=== Work required ===
Start at the line in the entries below that contains "let mut buffer = vec![0u8; READ_CHUNK];", stop at the line that contains "on one release).", and output exactly the lines in that span, both ends included.

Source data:
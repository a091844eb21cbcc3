// SPDX-License-Identifier: GPL-3.0-or-later

use std::collections::BTreeSet;
use std::path::Path;

use chorale_config::TaggingConfig;
use chorale_domain::{Mbid, ReleaseDate};
use tracing::{debug, trace, warn};

use crate::coercion::{read_mbid_list, read_position, split_tokens};
use crate::error::{ParseError, ParseResult};
use crate::model::{AlbumInfo, ArtistCredit, Clusters, TrackMetadata};
use crate::probe::{AudioProbe, DecodedAudio};
use crate::tag_map::TagMap;

const CLUSTER_DELIMITERS: &[char] = &['/', ',', ';'];
const ARTIST_DELIMITERS: &[char] = &['/', ';'];

/// Maps decoded tags to a [`TrackMetadata`] using configured alias tables.
///
/// Stateless apart from its rules, so one instance can be shared by any
/// number of concurrent parses.
#[derive(Debug, Clone)]
pub struct TagNormalizer {
    rules: TaggingConfig,
}

impl TagNormalizer {
    pub fn new(rules: TaggingConfig) -> Self {
        Self { rules }
    }

    pub fn rules(&self) -> &TaggingConfig {
        &self.rules
    }

    /// Decode `path` with `probe` and normalize the result.
    ///
    /// A decode failure aborts the whole parse; no partial descriptor is
    /// produced.
    pub async fn parse(&self, probe: &dyn AudioProbe, path: &Path) -> ParseResult<TrackMetadata> {
        let decoded = probe.probe(path).await.map_err(|source| {
            warn!(target: "metadata", path = %path.display(), error = %source, "decode failed");
            ParseError::Decode {
                path: path.display().to_string(),
                source,
            }
        })?;

        debug!(target: "metadata", path = %path.display(), tags = decoded.tags.len(), "decoded file");
        Ok(self.normalize(&decoded))
    }

    pub fn normalize(&self, decoded: &DecodedAudio) -> TrackMetadata {
        let tags = &decoded.tags;
        let rules = &self.rules;

        for (tag, value) in tags.iter() {
            trace!(target: "metadata", tag, value, "tag");
        }

        let (track_number, total_track) = tags
            .find_first(&rules.track)
            .map(read_position)
            .unwrap_or_default();
        let (disc_number, total_disc) = tags
            .find_first(&rules.disc)
            .map(read_position)
            .unwrap_or_default();

        TrackMetadata {
            title: tags.find_first(&rules.title).map(str::to_string),
            track_number,
            total_track,
            disc_number,
            total_disc,
            disc_subtitle: tags.find_first(&rules.disc_subtitle).map(str::to_string),
            date: tags.find_first_as::<ReleaseDate, _>(&rules.date),
            original_date: tags.find_first_as::<ReleaseDate, _>(&rules.original_date),
            acoustid: tags.find_first_as::<Mbid, _>(&rules.acoustid),
            track_mbid: tags.find_first_as::<Mbid, _>(&rules.release_track_mbid),
            recording_mbid: tags.find_first_as::<Mbid, _>(&rules.recording_mbid),
            clusters: self.clusters(tags),
            genre_list: self.genre_list(tags),
            artists: self.artists(tags),
            album: self.album(tags),
            album_artists: self.album_artists(tags),
            duration: decoded.duration,
            audio_streams: decoded.streams.clone(),
            has_cover: decoded.has_cover,
        }
    }

    fn clusters(&self, tags: &TagMap) -> Clusters {
        let mut clusters = Clusters::new();
        for (tag, value) in tags.iter() {
            if !self.rules.cluster_types.iter().any(|t| t == tag) {
                continue;
            }
            let labels = split_tokens(value, CLUSTER_DELIMITERS);
            if labels.is_empty() {
                continue;
            }
            clusters
                .entry(tag.to_string())
                .or_insert_with(BTreeSet::new)
                .extend(labels);
        }
        clusters
    }

    fn genre_list(&self, tags: &TagMap) -> Option<String> {
        let raw: Vec<&str> = tags
            .iter()
            .filter(|(tag, _)| self.rules.genre_cluster_types.iter().any(|t| t == tag))
            .map(|(_, value)| value)
            .collect();
        (!raw.is_empty()).then(|| raw.join("; "))
    }

    fn artists(&self, tags: &TagMap) -> Vec<ArtistCredit> {
        // The multi-valued tag is split; the single-valued one is one name
        // exactly as written, since names such as "AC/DC" are legitimate there.
        let names = if let Some(value) = tags.find_first(&self.rules.artists) {
            split_tokens(value, ARTIST_DELIMITERS)
        } else if let Some(value) = tags.find_first(&self.rules.artist) {
            if value.trim().is_empty() {
                Vec::new()
            } else {
                vec![value.to_string()]
            }
        } else {
            Vec::new()
        };

        let mbids = tags
            .find_first(&self.rules.artist_mbid)
            .and_then(read_mbid_list)
            .filter(|mbids| mbids.len() == names.len());

        match mbids {
            Some(mbids) => names
                .into_iter()
                .zip(mbids)
                .map(|(name, mbid)| ArtistCredit {
                    name,
                    mbid: Some(mbid),
                })
                .collect(),
            None => names
                .into_iter()
                .map(|name| ArtistCredit { name, mbid: None })
                .collect(),
        }
    }

    fn album(&self, tags: &TagMap) -> Option<AlbumInfo> {
        let name = tags.find_first(&self.rules.album).and_then(non_blank)?;
        Some(AlbumInfo {
            name,
            mbid: tags.find_first_as::<Mbid, _>(&self.rules.album_mbid),
        })
    }

    fn album_artists(&self, tags: &TagMap) -> Vec<ArtistCredit> {
        let Some(name) = tags.find_first(&self.rules.album_artist).and_then(non_blank) else {
            return Vec::new();
        };
        vec![ArtistCredit {
            name,
            mbid: tags.find_first_as::<Mbid, _>(&self.rules.album_artist_mbid),
        }]
    }
}

fn non_blank(value: &str) -> Option<String> {
    let trimmed = value.trim();
    (!trimmed.is_empty()).then(|| trimmed.to_string())
}
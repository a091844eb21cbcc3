// SPDX-License-Identifier: GPL-3.0-or-later

//! Decoder seam.
//!
//! The core never reads audio containers itself. An [`AudioProbe`] reports the
//! ordered tag list and stream facts of a file, or fails for the whole file.

use std::collections::HashMap;
use std::path::{Path, PathBuf};
use std::time::Duration;

use async_trait::async_trait;
use serde::Deserialize;
use tokio::process::Command;
use tracing::debug;

use crate::error::ProbeError;
use crate::model::AudioStream;
use crate::tag_map::TagMap;

/// What the decoding collaborator knows about one file.
#[derive(Debug, Clone, Default)]
pub struct DecodedAudio {
    pub tags: TagMap,
    pub duration: Duration,
    pub streams: Vec<AudioStream>,
    pub has_cover: bool,
}

#[async_trait]
pub trait AudioProbe: Send + Sync {
    async fn probe(&self, path: &Path) -> Result<DecodedAudio, ProbeError>;
}

/// Runs `ffprobe` and reads its JSON report.
///
/// Tag keys are upper-cased, so `title` from an ID3 file and `TITLE` from a
/// Vorbis comment land on the same alias.
#[derive(Debug, Clone)]
pub struct FfprobeProbe {
    program: PathBuf,
}

impl FfprobeProbe {
    pub fn new(program: impl Into<PathBuf>) -> Self {
        Self {
            program: program.into(),
        }
    }
}

impl Default for FfprobeProbe {
    fn default() -> Self {
        Self::new("ffprobe")
    }
}

#[async_trait]
impl AudioProbe for FfprobeProbe {
    async fn probe(&self, path: &Path) -> Result<DecodedAudio, ProbeError> {
        debug!(target: "metadata", path = %path.display(), "running ffprobe");

        let output = Command::new(&self.program)
            .args([
                "-v",
                "error",
                "-print_format",
                "json",
                "-show_format",
                "-show_streams",
            ])
            .arg(path)
            .output()
            .await
            .map_err(|source| ProbeError::Launch {
                program: self.program.display().to_string(),
                source,
            })?;

        if !output.status.success() {
            return Err(ProbeError::Undecodable {
                path: path.display().to_string(),
                detail: String::from_utf8_lossy(&output.stderr).trim().to_string(),
            });
        }

        parse_ffprobe_report(&output.stdout)
    }
}

#[derive(Debug, Deserialize)]
struct FfprobeReport {
    #[serde(default)]
    streams: Vec<FfprobeStream>,
    format: Option<FfprobeFormat>,
}

#[derive(Debug, Deserialize)]
struct FfprobeStream {
    codec_type: Option<String>,
    bit_rate: Option<String>,
    #[serde(default)]
    disposition: HashMap<String, i64>,
    #[serde(default)]
    tags: serde_json::Map<String, serde_json::Value>,
}

#[derive(Debug, Deserialize)]
struct FfprobeFormat {
    duration: Option<String>,
    #[serde(default)]
    tags: serde_json::Map<String, serde_json::Value>,
}

/// Convert an `ffprobe -print_format json -show_format -show_streams` report.
///
/// Container tags come first, then the tags of each audio stream (Ogg and
/// Opus keep their comments on the stream).
pub fn parse_ffprobe_report(json: &[u8]) -> Result<DecodedAudio, ProbeError> {
    let report: FfprobeReport = serde_json::from_slice(json)?;
    let Some(format) = report.format else {
        return Err(ProbeError::MissingFormat);
    };

    let mut decoded = DecodedAudio {
        duration: format
            .duration
            .as_deref()
            .and_then(|d| d.trim().parse::<f64>().ok())
            .and_then(|secs| Duration::try_from_secs_f64(secs).ok())
            .unwrap_or_default(),
        ..DecodedAudio::default()
    };
    push_tags(&mut decoded.tags, &format.tags);

    for stream in &report.streams {
        if stream.disposition.get("attached_pic").copied().unwrap_or(0) != 0 {
            decoded.has_cover = true;
            continue;
        }
        if stream.codec_type.as_deref() != Some("audio") {
            continue;
        }
        decoded.streams.push(AudioStream {
            bitrate: stream
                .bit_rate
                .as_deref()
                .and_then(|b| b.parse().ok())
                .unwrap_or(0),
        });
        push_tags(&mut decoded.tags, &stream.tags);
    }

    Ok(decoded)
}

fn push_tags(tags: &mut TagMap, raw: &serde_json::Map<String, serde_json::Value>) {
    for (key, value) in raw {
        if let Some(value) = value.as_str() {
            tags.push(key.to_ascii_uppercase(), value);
        }
    }
}
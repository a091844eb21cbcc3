// SPDX-License-Identifier: GPL-3.0-or-later
//! File import service.
//!
//! Glue between the file system and the library graph:
//! - reading file facts (last write, SHA-256 checksum)
//! - skipping files whose stored facts are unchanged
//! - parsing tags through the audio probe and the tag normalizer
//! - ingesting the result

use std::io::Read;
use std::path::{Path, PathBuf};
use std::sync::Arc;

use chorale_domain::{FileFacts, Track, TrackId};
use chorale_metadata::{AudioProbe, TagNormalizer};
use chrono::{DateTime, Utc};
use sha2::{Digest, Sha256};
use thiserror::Error;
use tokio::sync::Semaphore;
use tokio::task::JoinSet;

use crate::library::{LibraryError, LibraryGraph};

const READ_CHUNK: usize = 64 * 1024;

/// Errors that can occur during file import.
#[derive(Debug, Error)]
pub enum ImportError {
    /// Failed to read the file or its metadata
    #[error("failed to read {path}: {source}")]
    Io {
        path: String,
        #[source]
        source: std::io::Error,
    },

    /// Failed to persist to the library
    #[error(transparent)]
    Library(#[from] LibraryError),

    /// The import task died before reporting
    #[error("import task failed: {0}")]
    Task(String),
}

/// Result type for import operations.
pub type ImportResult<T> = Result<T, ImportError>;

/// What happened to one file.
#[derive(Debug, Clone, PartialEq, Eq)]
pub enum ImportOutcome {
    /// Parsed and written to the library
    Imported(Track),

    /// Stored checksum and last write match; nothing was read or written
    Unchanged(TrackId),

    /// The decoder could not read the file; the library is untouched
    NoMetadata,
}

/// Service for importing audio files into the library.
#[derive(Clone)]
pub struct FileImportService {
    library: Arc<LibraryGraph>,
    normalizer: Arc<TagNormalizer>,
    probe: Arc<dyn AudioProbe>,
    max_concurrent_files: usize,
}

impl FileImportService {
    pub fn new(
        library: Arc<LibraryGraph>,
        normalizer: Arc<TagNormalizer>,
        probe: Arc<dyn AudioProbe>,
        max_concurrent_files: usize,
    ) -> Self {
        Self {
            library,
            normalizer,
            probe,
            max_concurrent_files: max_concurrent_files.max(1),
        }
    }

    /// Import a single audio file.
    ///
    /// This method:
    /// 1. Reads the last write time and computes the checksum
    /// 2. Returns early when the stored track has the same facts
    /// 3. Probes and normalizes the tags
    /// 4. Ingests the track into the library graph
    #[tracing::instrument(skip(self), fields(path = %path.display()))]
    pub async fn import_file(&self, path: &Path) -> ImportResult<ImportOutcome> {
        let facts = read_file_facts(path).await?;

        if let Some(existing) = self.library.track_by_path(path).await? {
            if existing.checksum == facts.checksum && existing.last_write == facts.last_write {
                tracing::debug!(target: "import", track_id = %existing.id, "unchanged, skipping");
                return Ok(ImportOutcome::Unchanged(existing.id));
            }
        }

        let metadata = match self.normalizer.parse(self.probe.as_ref(), path).await {
            Ok(metadata) => metadata,
            Err(error) => {
                tracing::warn!(target: "import", error = %error, "no metadata, file skipped");
                return Ok(ImportOutcome::NoMetadata);
            }
        };

        let track = self.library.ingest(path, &facts, &metadata).await?;
        tracing::info!(target: "import", track_id = %track.id, name = %track.name, "imported");
        Ok(ImportOutcome::Imported(track))
    }

    /// Import many files, at most `max_concurrent_files` at a time.
    ///
    /// Every path gets an entry in the result, in input order; one failing
    /// file never stops the others.
    #[tracing::instrument(skip(self, paths), fields(count = paths.len()))]
    pub async fn import_files(
        &self,
        paths: Vec<PathBuf>,
    ) -> Vec<(PathBuf, ImportResult<ImportOutcome>)> {
        let semaphore = Arc::new(Semaphore::new(self.max_concurrent_files));
        let mut tasks = JoinSet::new();

        for (index, path) in paths.iter().cloned().enumerate() {
            let service = self.clone();
            let semaphore = semaphore.clone();
            tasks.spawn(async move {
                let outcome = match semaphore.acquire_owned().await {
                    Ok(_permit) => service.import_file(&path).await,
                    Err(closed) => Err(ImportError::Task(closed.to_string())),
                };
                (index, outcome)
            });
        }

        let mut outcomes: Vec<Option<ImportResult<ImportOutcome>>> =
            paths.iter().map(|_| None).collect();
        while let Some(joined) = tasks.join_next().await {
            match joined {
                Ok((index, outcome)) => outcomes[index] = Some(outcome),
                Err(error) => tracing::error!(target: "import", error = %error, "import task panicked"),
            }
        }

        let results: Vec<_> = paths
            .into_iter()
            .zip(outcomes)
            .map(|(path, outcome)| {
                let outcome = outcome
                    .unwrap_or_else(|| Err(ImportError::Task("task did not report".to_string())));
                (path, outcome)
            })
            .collect();

        let imported = results
            .iter()
            .filter(|(_, r)| matches!(r, Ok(ImportOutcome::Imported(_))))
            .count();
        let failed = results.iter().filter(|(_, r)| r.is_err()).count();
        tracing::info!(
            target: "import",
            total = results.len(),
            imported,
            failed,
            "batch import completed"
        );
        results
    }
}

/// Last write time and SHA-256 of the whole file.
pub async fn read_file_facts(path: &Path) -> ImportResult<FileFacts> {
    let io_error = |source| ImportError::Io {
        path: path.display().to_string(),
        source,
    };

    let modified = tokio::fs::metadata(path)
        .await
        .and_then(|m| m.modified())
        .map_err(io_error)?;

    let owned = path.to_path_buf();
    let checksum = tokio::task::spawn_blocking(move || compute_checksum(&owned))
        .await
        .map_err(|e| ImportError::Task(e.to_string()))?
        .map_err(io_error)?;

    Ok(FileFacts {
        last_write: DateTime::<Utc>::from(modified),
        checksum,
    })
}

fn compute_checksum(path: &Path) -> std::io::Result<Vec<u8>> {
    let mut file = std::fs::File::open(path)?;
    let mut hasher = Sha256::new();
    let mut buffer = vec![0u8; READ_CHUNK];
    loop {
        let read = file.read(&mut buffer)?;
        if read == 0 {
            break;
        }
        hasher.update(&buffer[..read]);
    }
    Ok(hasher.finalize().to_vec())
}
// SPDX-License-Identifier: GPL-3.0-or-later

use std::collections::{BTreeMap, BTreeSet};
use std::time::Duration;

use chorale_domain::{Mbid, ReleaseDate};
use serde::{Deserialize, Serialize};

/// Cluster type name (e.g. `GENRE`) to the set of labels found for it.
pub type Clusters = BTreeMap<String, BTreeSet<String>>;

#[derive(Debug, Clone, PartialEq, Eq, Serialize, Deserialize)]
pub struct ArtistCredit {
    pub name: String,
    pub mbid: Option<Mbid>,
}

#[derive(Debug, Clone, PartialEq, Eq, Serialize, Deserialize)]
pub struct AlbumInfo {
    pub name: String,
    pub mbid: Option<Mbid>,
}

#[derive(Debug, Clone, Copy, PartialEq, Eq, Serialize, Deserialize)]
pub struct AudioStream {
    /// Bits per second, 0 when the decoder did not report one.
    pub bitrate: u32,
}

/// Structured description of one audio file, ready for ingestion.
#[derive(Debug, Clone, Default, PartialEq, Eq, Serialize, Deserialize)]
pub struct TrackMetadata {
    pub title: Option<String>,
    pub track_number: Option<u32>,
    pub total_track: Option<u32>,
    pub disc_number: Option<u32>,
    pub total_disc: Option<u32>,
    pub disc_subtitle: Option<String>,
    pub date: Option<ReleaseDate>,
    pub original_date: Option<ReleaseDate>,
    pub acoustid: Option<Mbid>,
    /// MusicBrainz release-track id (one position on one release).
    pub track_mbid: Option<Mbid>,
    /// MusicBrainz recording id (the performance, shared across releases).
    pub recording_mbid: Option<Mbid>,
    pub clusters: Clusters,
    /// Genre tag text as found in the file.
    pub genre_list: Option<String>,
    pub artists: Vec<ArtistCredit>,
    pub album: Option<AlbumInfo>,
    pub album_artists: Vec<ArtistCredit>,
    pub duration: Duration,
    pub audio_streams: Vec<AudioStream>,
    pub has_cover: bool,
}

=== Problem solution ===
    let mut buffer = vec![0u8; READ_CHUNK];
    loop {
        let read = file.read(&mut buffer)?;
        if read == 0 {
            break;
        }
        hasher.update(&buffer[..read]);
    }
    Ok(hasher.finalize().to_vec())
}
// SPDX-License-Identifier: GPL-3.0-or-later

use std::collections::{BTreeMap, BTreeSet};
use std::time::Duration;

use chorale_domain::{Mbid, ReleaseDate};
use serde::{Deserialize, Serialize};

/// Cluster type name (e.g. `GENRE`) to the set of labels found for it.
pub type Clusters = BTreeMap<String, BTreeSet<String>>;

#[derive(Debug, Clone, PartialEq, Eq, Serialize, Deserialize)]
pub struct ArtistCredit {
    pub name: String,
    pub mbid: Option<Mbid>,
}

#[derive(Debug, Clone, PartialEq, Eq, Serialize, Deserialize)]
pub struct AlbumInfo {
    pub name: String,
    pub mbid: Option<Mbid>,
}

#[derive(Debug, Clone, Copy, PartialEq, Eq, Serialize, Deserialize)]
pub struct AudioStream {
    /// Bits per second, 0 when the decoder did not report one.
    pub bitrate: u32,
}

/// Structured description of one audio file, ready for ingestion.
#[derive(Debug, Clone, Default, PartialEq, Eq, Serialize, Deserialize)]
pub struct TrackMetadata {
    pub title: Option<String>,
    pub track_number: Option<u32>,
    pub total_track: Option<u32>,
    pub disc_number: Option<u32>,
    pub total_disc: Option<u32>,
    pub disc_subtitle: Option<String>,
    pub date: Option<ReleaseDate>,
    pub original_date: Option<ReleaseDate>,
    pub acoustid: Option<Mbid>,
    /// MusicBrainz release-track id (one position on one release).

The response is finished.